E Jesus constata também que são estes “pequeninos” que melhor o escutam e se alegram com o que Ele anuncia sobre Deus e o seu projeto para a humanidade, Descobrem que são importantes para Deus.
Jesus dá graças a Deus Pai por Ele fixar os olhos naqueles que a sociedade e os homens parecem não querer ver.

Em seguida Jesus proclama a sua íntima certeza que as suas atitudes, as suas palavras, os seus gestos e o que é a sua personalidade manifestam quem Deus é e o que Deus quer para este mundo: “eu e o Pai somos um”.

Jesus diz ser o único que conhece Deus como mais ninguém neste mundo, com uma tal intimidade e profundidade, que os cristãos na proclamação da sua fé o apresentam como sendo o “Filho Único igual ao Pai”.
Jesus diz ainda que nos irá oferecer o Seu Espirito, para que possamos também partilhar essa Sua intimidade com o Pai.

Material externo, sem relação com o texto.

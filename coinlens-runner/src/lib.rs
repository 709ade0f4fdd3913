//! Coinlens Runner — configuration, workbook export and pipeline orchestration.
//!
//! This crate builds on `coinlens-core` to provide:
//! - TOML run configuration with defaults for the standard snapshot
//! - Three-sheet xlsx export with replace-on-success semantics
//! - The single-run fetch → shape → summarize → export pipeline

pub mod config;
pub mod export;
pub mod pipeline;

pub use config::{ConfigError, OutputConfig, RunConfig, SourceConfig, DEFAULT_OUTPUT};
pub use export::{export_workbook, ExportError, FULL_TABLE_SHEET, SUMMARY_SHEET, TOP_SHEET};
pub use pipeline::{run_pipeline, PipelineError, RunOutcome};
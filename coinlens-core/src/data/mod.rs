//! Market data acquisition

pub mod coingecko;
pub mod json_file;
pub mod provider;

pub use coingecko::{CoinGeckoProvider, DEFAULT_BASE_URL};
pub use json_file::JsonFileProvider;
pub use provider::{
    DataSource, FetchError, FetchResult, MarketDataProvider, MarketQuery, RawRecord,
};
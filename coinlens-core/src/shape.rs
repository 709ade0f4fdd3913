//! Shaping — project raw upstream objects onto the fixed six-field record.
//!
//! Every selected field must be present, non-null and of the right JSON type.
//! A single bad record fails the whole table; nothing is defaulted.

use crate::data::RawRecord;
use crate::domain::{MarketRecord, MarketTable};
use serde_json::Value;
use thiserror::Error;

#[derive(Debug, Error, PartialEq)]
pub enum ShapeError {
    #[error("record {row}: missing field '{field}'")]
    MissingField { row: usize, field: &'static str },

    #[error("record {row}: field '{field}' is null")]
    NullField { row: usize, field: &'static str },

    #[error("record {row}: field '{field}' is not a {expected}")]
    WrongType {
        row: usize,
        field: &'static str,
        expected: &'static str,
    },
}

/// Shape every record, in order. Fails on the first record that does not project.
pub fn shape(records: &[RawRecord]) -> Result<MarketTable, ShapeError> {
    records
        .iter()
        .enumerate()
        .map(|(row, raw)| shape_record(row, raw))
        .collect()
}

/// Project a single raw object. `row` is only used for error reporting.
pub fn shape_record(row: usize, raw: &RawRecord) -> Result<MarketRecord, ShapeError> {
    Ok(MarketRecord {
        name: string_field(row, raw, "name")?,
        symbol: string_field(row, raw, "symbol")?,
        current_price: number_field(row, raw, "current_price")?,
        market_cap: number_field(row, raw, "market_cap")?,
        total_volume: number_field(row, raw, "total_volume")?,
        price_change_percentage_24h: number_field(row, raw, "price_change_percentage_24h")?,
    })
}

fn present<'a>(row: usize, raw: &'a RawRecord, field: &'static str) -> Result<&'a Value, ShapeError> {
    match raw.get(field) {
        None => Err(ShapeError::MissingField { row, field }),
        Some(Value::Null) => Err(ShapeError::NullField { row, field }),
        Some(value) => Ok(value),
    }
}

fn string_field(row: usize, raw: &RawRecord, field: &'static str) -> Result<String, ShapeError> {
    present(row, raw, field)?
        .as_str()
        .map(str::to_owned)
        .ok_or(ShapeError::WrongType {
            row,
            field,
            expected: "string",
        })
}

fn number_field(row: usize, raw: &RawRecord, field: &'static str) -> Result<f64, ShapeError> {
    present(row, raw, field)?
        .as_f64()
        .ok_or(ShapeError::WrongType {
            row,
            field,
            expected: "number",
        })
}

“Vinde a Mim, todos os que andais cansados e oprimidos”.
Este apelo parece feito para esta época que estamos a viver: tantas canseiras, tanto sofrimento, tantas preocupações...
Tantas situações desesperadas e para muitos sem qualquer solução à vista...
Jesus convida-nos  a ir ter com Ele para pormos sobre os seus ombros o que nos cansa e oprime.
Desafio enorme, este!
Estamos perante o mistério do sofrimento e da fé num Deus Pai e em Jesus que partilha as nossas dores. Não nos é pedida a resignação, mas a acção.
Temos de ter uma atitude de confronto, de oração, de meditação neste mistério.
Temos de escutar este mistério do sofrimento e escutar a voz de Deus Pai que muitas vezes se traduz no silêncio connosco.
A Fé é feita de poucas certezas e de muitas interrogações.
A grande pergunta com que nos deparamos nesta passagem do Evangelho é como é que se concretiza este alívio que Jesus nos promete.
Mesmo que não tenhamos uma resposta clara, o que não podemos é duvidar do que Jesus diz que Ele está connosco para nos ajudar e que Deus é Pai.